Project/Capstone - Global access

Degree Name

Master of Science in Environmental Management (MSEM)


College of Arts and Sciences


Environmental Management

First Advisor

Prof. Stephanie Siehr

Second Advisor

Prof. Allison Luengen


The higher consumption rates of electronic devices along with their short life cycles and few repair options poses a huge challenge for E-waste industries to manage them effectively. E-waste comprises of hazardous materials and toxic constituents that can affect the environment and public health through improper disposal. However, they also contain few valuable materials that, if recovered, can reduce the dependence on virgin raw materials. Circular economy has the potential to utilize these valuable materials and gain environment and socio-economic benefits. The research explains how the adoption of a circular economy approach can help improve the E-waste recycling in California through evaluating its recovery economic potential and policy options.

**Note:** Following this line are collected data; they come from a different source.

//! In-flight request accounting for graceful shutdown.
//!
//! # Responsibilities
//! - Count requests between acceptance and response
//! - Let the shutdown path wait for the count to reach zero
//!
//! # Design Decisions
//! - Exit is a guard drop, so it runs on success, error and panic unwinding alike
//! - Waiters are woken through `Notify` rather than polling

use std::sync::atomic::{AtomicUsize, Ordering};
use std::sync::Arc;
use std::time::Duration;

use axum::{
    body::Body,
    extract::State,
    http::Request,
    middleware::Next,
    response::Response,
};
use tokio::sync::Notify;
use tokio::time::Instant;

use crate::observability::metrics;

#[derive(Debug, Default)]
struct Inner {
    count: AtomicUsize,
    idle: Notify,
}

/// Shared counter of requests currently being served.
#[derive(Debug, Clone, Default)]
pub struct InFlight {
    inner: Arc<Inner>,
}

impl InFlight {
    pub fn new() -> Self {
        Self::default()
    }

    /// Record a request entering the server. Dropping the guard records its exit.
    pub fn enter(&self) -> InFlightGuard {
        let count = self.inner.count.fetch_add(1, Ordering::SeqCst) + 1;
        metrics::set_in_flight(count);
        InFlightGuard {
            inner: Arc::clone(&self.inner),
        }
    }

    /// Number of requests currently in flight.
    pub fn count(&self) -> usize {
        self.inner.count.load(Ordering::SeqCst)
    }

    /// Wait until no request is in flight, for at most `timeout`.
    ///
    /// Returns `true` if the counter reached zero in time.
    pub async fn wait(&self, timeout: Duration) -> bool {
        self.wait_until(Instant::now() + timeout).await
    }

    /// Same as [`InFlight::wait`] with an absolute deadline.
    pub async fn wait_until(&self, deadline: Instant) -> bool {
        loop {
            let notified = self.inner.idle.notified();
            tokio::pin!(notified);
            // Register before checking so a concurrent last exit cannot be missed.
            notified.as_mut().enable();

            if self.count() == 0 {
                return true;
            }
            if tokio::time::timeout_at(deadline, notified).await.is_err() {
                return self.count() == 0;
            }
        }
    }
}

/// Marks one request as in flight until dropped.
#[derive(Debug)]
pub struct InFlightGuard {
    inner: Arc<Inner>,
}

impl Drop for InFlightGuard {
    fn drop(&mut self) {
        let remaining = self.inner.count.fetch_sub(1, Ordering::SeqCst) - 1;
        metrics::set_in_flight(remaining);
        if remaining == 0 {
            self.inner.idle.notify_waiters();
        }
    }
}

/// Outermost router middleware: holds a guard for the whole request.
pub async fn track_in_flight(
    State(in_flight): State<InFlight>,
    request: Request<Body>,
    next: Next,
) -> Response {
    let _guard = in_flight.enter();
    next.run(request).await
}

The economic analysis estimates the E-waste generation in California and evaluates the recovery potential of secondary resources embedded in E-waste which is estimated to be 0.31 billion dollars for CRT electronic waste. The analysis also identifies copper, silver, glass, plastics, and lead as the high potential materials that, if utilized, can reduce the burden on mining and importing them. The policy analysis of the California’s proposed EPR policy in Futures Project recommends CalRecycle to claim payments for recyclers based on their efficiency rates and not based on the weight of device. The comparative analysis of California’s E-waste recycling program with the Switzerland WEEE recycling program identifies the potential of manufacturers collaboration to manage E-waste effectively. I have reviewed the case studies of different organizations who have adopted the circular economy approach and it highlights mainly the giant tech companies who have initiated towards a circular electronics path implying a lot of work needs to be done by small and medium sized organizations.